Lettera di un presidente di seggio in crisi.

Oggi viene dato molto risalto al decreto che vieta l’uso dei telefonini nei seggi, tale decreto secondo il ministro “Copre l’unico buco che ancora avevamo per contrastare il voto di scambio”.

Vediamo in particolare cose c’è scritto in questo decreto, volto chiaramente ad evitare la foto al voto “comprato”:

  • è vietato entrare nella cabina elettorale con il telefonino
  • Il cellulare verrá depositato dall’elettore, preso in consegna dal presidente dell’ufficio elettorale di sezione insieme al documento di identificazione e alla tessera elettorale, che saranno restituite dopo il voto.

Il ministro ha approfittato per sottolineare alcune regole già esistenti nelle passate votazioni:

  • durante lo scrutinio, le schede devono essere lette una per una. I presidenti di seggio e i rappresentanti di lista dovranno vigilare perché non vengano creati mucchietti di schede durante lo scrutinio.
  • Sul fronte dei simboli dei partiti stampati sulle schede, soprattutto per quelli che rientrano in una sola fila, perché parte di una stessa coalizione, si ribadisce che l’elettore dovrà apporre una croce sul simbolo scelto e se il segno invaderà lo spazio di un altro simbolo, si riterrà valido solo quello maggiormente coperto dal segno stesso.

Ecco la mia lettera aperta al ministro Giuliano Amato

Caro ministro, (visto che è su un blog la faccio amichevole)

da molti anni faccio il presidente di seggio, è un ruolo che mi pesa ma al tempo stesso l’ho sempre eseguito con rigore e senso del dovere, ritenendolo come un servizio civile “alternativo”.

Con tristezza e stupore leggo del decreto da lei emanato ieri, in particolare quando leggo che il cellulare dovrà essere “preso in consegna dal presidente dell’ufficio elettorale di sezione insieme al documento di identificazione e alla tessera elettorale” e poi come lei ha detto in conferenza stampa “messo in un cestino apposito”.

Le vorrei porre queste semplici domande:

  1. Mi sta chiedendo oltre tutte le mie mansioni di presidente di seggio di fare il parcheggiatore di telefonini?
  2. Se un telefonino si perde o viene “scambiato” chi paga?

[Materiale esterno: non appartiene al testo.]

use crate::error::ValidationError;
use chrono::{DateTime, NaiveDate, TimeZone, Utc};
use serde::{Deserialize, Serialize};
use std::fmt;
use std::str::FromStr;

/// The longest ticker symbol we accept (NYSE/NASDAQ symbols plus class
/// suffixes like BRK.B or BF-B all fit well below this).
const MAX_TICKER_LEN: usize = 10;

#[derive(Debug, Clone, Copy, PartialEq, Eq, Serialize, Deserialize)]
pub enum TransactionType {
    #[serde(rename = "BUY")]
    Buy,
    #[serde(rename = "SELL")]
    Sell,
}

impl fmt::Display for TransactionType {
    fn fmt(&self, f: &mut fmt::Formatter<'_>) -> fmt::Result {
        match self {
            TransactionType::Buy => write!(f, "BUY"),
            TransactionType::Sell => write!(f, "SELL"),
        }
    }
}

#[derive(Debug, Clone, Copy, PartialEq, Eq, Serialize, Deserialize)]
pub enum Currency {
    #[serde(rename = "USD")]
    Usd,
    #[serde(rename = "KRW")]
    Krw,
}

impl fmt::Display for Currency {
    fn fmt(&self, f: &mut fmt::Formatter<'_>) -> fmt::Result {
        match self {
            Currency::Usd => write!(f, "USD"),
            Currency::Krw => write!(f, "KRW"),
        }
    }
}

impl FromStr for Currency {
    type Err = ValidationError;

    fn from_str(s: &str) -> Result<Self, Self::Err> {
        match s.to_uppercase().as_str() {
            "USD" => Ok(Currency::Usd),
            "KRW" => Ok(Currency::Krw),
            _ => Err(ValidationError::UnknownCurrency(s.to_string())),
        }
    }
}

/// A single buy or sell record. Immutable once created except through
/// explicit edit-replace in the store; deleted by id.
///
/// The serde layout (camelCase keys, `BUY`/`SELL`, `USD`/`KRW`) matches the
/// persisted and backup JSON format.
#[derive(Debug, Clone, PartialEq, Serialize, Deserialize)]
#[serde(rename_all = "camelCase")]
pub struct Transaction {
    pub id: String,
    pub ticker: String,
    pub broker: String,
    pub quantity: f64,
    pub purchase_price: f64,
    pub purchase_date: DateTime<Utc>,
    pub transaction_type: TransactionType,
    pub currency: Currency,
}

impl Transaction {
    /// Builds a validated transaction with a fresh id.
    pub fn new(
        ticker: &str,
        broker: &str,
        quantity: f64,
        purchase_price: f64,
        purchase_date: DateTime<Utc>,
        transaction_type: TransactionType,
        currency: Currency,
    ) -> Result<Transaction, ValidationError> {
        let ticker = validate_ticker(ticker)?;
        if broker.trim().is_empty() {
            return Err(ValidationError::BrokerRequired);
        }
        if quantity <= 0.0 || !quantity.is_finite() {
            return Err(ValidationError::NonPositiveQuantity(quantity));
        }
        if purchase_price <= 0.0 || !purchase_price.is_finite() {
            return Err(ValidationError::NonPositivePrice(purchase_price));
        }
        if purchase_date > Utc::now() {
            return Err(ValidationError::FutureDate);
        }

        Ok(Transaction {
            id: uuid::Uuid::new_v4().to_string(),
            ticker,
            broker: broker.trim().to_string(),
            quantity,
            purchase_price,
            purchase_date,
            transaction_type,
            currency,
        })
    }

    /// Quantity with its sign: positive for BUY, negative for SELL.
    pub fn signed_quantity(&self) -> f64 {
        match self.transaction_type {
            TransactionType::Buy => self.quantity,
            TransactionType::Sell => -self.quantity,
        }
    }

    /// Quantity x purchase price.
    pub fn value(&self) -> f64 {
        self.quantity * self.purchase_price
    }
}

/// Normalizes and checks a ticker symbol: 1-10 chars, uppercase ASCII
/// letters and digits plus `.` and `-`, starting with a letter.
pub fn validate_ticker(ticker: &str) -> Result<String, ValidationError> {
    let ticker = ticker.trim().to_uppercase();
    if ticker.is_empty() {
        return Err(ValidationError::TickerRequired);
    }
    if ticker.len() > MAX_TICKER_LEN {
        return Err(ValidationError::InvalidTicker(ticker));
    }
    let mut chars = ticker.chars();
    let first = chars.next().unwrap_or(' ');
    if !first.is_ascii_uppercase() {
        return Err(ValidationError::InvalidTicker(ticker));
    }
    if !chars.all(|c| c.is_ascii_uppercase() || c.is_ascii_digit() || c == '.' || c == '-') {
        return Err(ValidationError::InvalidTicker(ticker));
    }
    Ok(ticker)
}

/// Parses a `YYYY-MM-DD` CLI argument into a UTC midnight timestamp.
pub fn parse_purchase_date(s: &str) -> Result<DateTime<Utc>, ValidationError> {
    let date = NaiveDate::parse_from_str(s.trim(), "%Y-%m-%d")
        .map_err(|_| ValidationError::InvalidDate(s.to_string()))?;
    let midnight = date
        .and_hms_opt(0, 0, 0)
        .ok_or_else(|| ValidationError::InvalidDate(s.to_string()))?;
    Ok(Utc.from_utc_datetime(&midnight))
}

#[cfg(test)]
mod tests {
    use super::*;

    fn buy(ticker: &str, quantity: f64, price: f64) -> Result<Transaction, ValidationError> {
        Transaction::new(
            ticker,
            "Schwab",
            quantity,
            price,
            Utc::now(),
            TransactionType::Buy,
            Currency::Usd,
        )
    }

    #[test]
    fn test_valid_transaction() {
        let tx = buy("AAPL", 10.0, 178.5).unwrap();
        assert_eq!(tx.ticker, "AAPL");
        assert_eq!(tx.signed_quantity(), 10.0);
        assert_eq!(tx.value(), 1785.0);
        assert!(!tx.id.is_empty());
    }

    #[test]
    fn test_ticker_is_normalized() {
        let tx = buy(" brk.b ", 1.0, 400.0).unwrap();
        assert_eq!(tx.ticker, "BRK.B");
    }

    #[test]
    fn test_rejects_bad_tickers() {
        assert_eq!(buy("", 1.0, 1.0), Err(ValidationError::TickerRequired));
        assert!(matches!(
            buy("1ABC", 1.0, 1.0),
            Err(ValidationError::InvalidTicker(_))
        ));
        assert!(matches!(
            buy("WAYTOOLONGTICKER", 1.0, 1.0),
            Err(ValidationError::InvalidTicker(_))
        ));
        assert!(matches!(
            buy("AA PL", 1.0, 1.0),
            Err(ValidationError::InvalidTicker(_))
        ));
    }

    #[test]
    fn test_rejects_non_positive_amounts() {
        assert_eq!(
            buy("AAPL", 0.0, 100.0),
            Err(ValidationError::NonPositiveQuantity(0.0))
        );
        assert_eq!(
            buy("AAPL", -3.0, 100.0),
            Err(ValidationError::NonPositiveQuantity(-3.0))
        );
        assert_eq!(
            buy("AAPL", 1.0, 0.0),
            Err(ValidationError::NonPositivePrice(0.0))
        );
        assert_eq!(
            buy("AAPL", 1.0, -5.0),
            Err(ValidationError::NonPositivePrice(-5.0))
        );
    }

    #[test]
    fn test_rejects_future_date() {
        let tomorrow = Utc::now() + chrono::Duration::days(1);
        let result = Transaction::new(
            "AAPL",
            "Schwab",
            1.0,
            100.0,
            tomorrow,
            TransactionType::Buy,
            Currency::Usd,
        );
        assert_eq!(result, Err(ValidationError::FutureDate));
    }

    #[test]
    fn test_rejects_empty_broker() {
        let result = Transaction::new(
            "AAPL",
            "  ",
            1.0,
            100.0,
            Utc::now(),
            TransactionType::Buy,
            Currency::Usd,
        );
        assert_eq!(result, Err(ValidationError::BrokerRequired));
    }

    #[test]
    fn test_parse_purchase_date() {
        let date = parse_purchase_date("2024-05-17").unwrap();
        assert_eq!(date.to_rfc3339(), "2024-05-17T00:00:00+00:00");
        assert!(parse_purchase_date("17/05/2024").is_err());
        assert!(parse_purchase_date("2024-13-01").is_err());
    }

    #[test]
    fn test_serde_layout_matches_persisted_format() {
        let tx = buy("MSFT", 2.0, 410.0).unwrap();
        let json = serde_json::to_value(&tx).unwrap();
        assert_eq!(json["ticker"], "MSFT");
        assert_eq!(json["purchasePrice"], 410.0);
        assert_eq!(json["transactionType"], "BUY");
        assert_eq!(json["currency"], "USD");
        assert!(json["purchaseDate"].is_string());

        let back: Transaction = serde_json::from_value(json).unwrap();
        assert_eq!(back, tx);
    }
}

Ci fa un’assicurazione sul furto?
  3. Se una persona si rifiuta devo chiamare ogni volta le forze dell’ordine?
  4. Se la fila al mio seggio sarà triplicata posso dare il suo numero?
  5. Alla fine una proposta: Perchè non investire le forze dell’ordine presenti in questa mansione?

Boccio totalmente questa proposta: per quanto lo scopo sia meritevole, il mezzo mi pare inutile ed inadeguato. Da presidente di seggio mi sento investito di responsabilità che vanno oltre il mio mandato, da cittadino mi sento offeso e soprattutto preso in giro visto che chi dovrà fare la foto si guarderà bene dal farmi vedere il suo telefonino.
Le volevo fare un’altra precisazione sulle regole da lei sottolineate: da quando faccio il presidente ho sempre fatto tutto ciò che era scritto nei regolamenti, ivi compreso la lettura delle singole schede per la rilevazione del voto; le devo dire che sono stato più volte redarguito perché tale sistema è per sua natura molto lento e le persone che lavorano nei seggi (compresi i solerti rappresentanti di lista) vogliono andare a casa presto. La invito ad un’altra riflessione: per aprire una scheda, rilevare il voto, mostrarla ai rappresentati eventualmente presenti e trascriverlo ci vogliono almeno 30/40 secondi, moltiplichi tele risultato per gli elettori (ricordandole che il ministero ha fatto arrivare il numero di elettori per seggio a circa 1200), si ritroverà il tempo minimo per chiudere un seggio, considerando che poi vanno fatti i conti, redatti i registri e chiuse le 15/16 buste…. la serata è assicurata! Quindi mi capirà se quando sento che i primi risultati dei seggi arrivano dopo un’ora dalla chiusura delle votazioni, io, semplice presidente di seggio, penso che questa regola sia stata disattesa.

In fede

Francesco

presidente di seggio di una certa esperienza

5 Risposte

  1. Grande. Io farei in modo di fargliela arrivare davvero. Inoltre, aggiungerei io, poi dicono che i presidenti di seggio rifiutano l’incarico… ovviamente tranne te

  2. e meno male che non li devi pure vidimare. Per i cellulari che dovessero essere scordati al seggio, ci saarà una busta apposita? Di quelle tipo z che vanno inserite in v se tim, u, se vodafon ecc e inviate ai rispettivi gestori. Stai attento a non sbagliare altrimenti invalidano le elezioni. :-)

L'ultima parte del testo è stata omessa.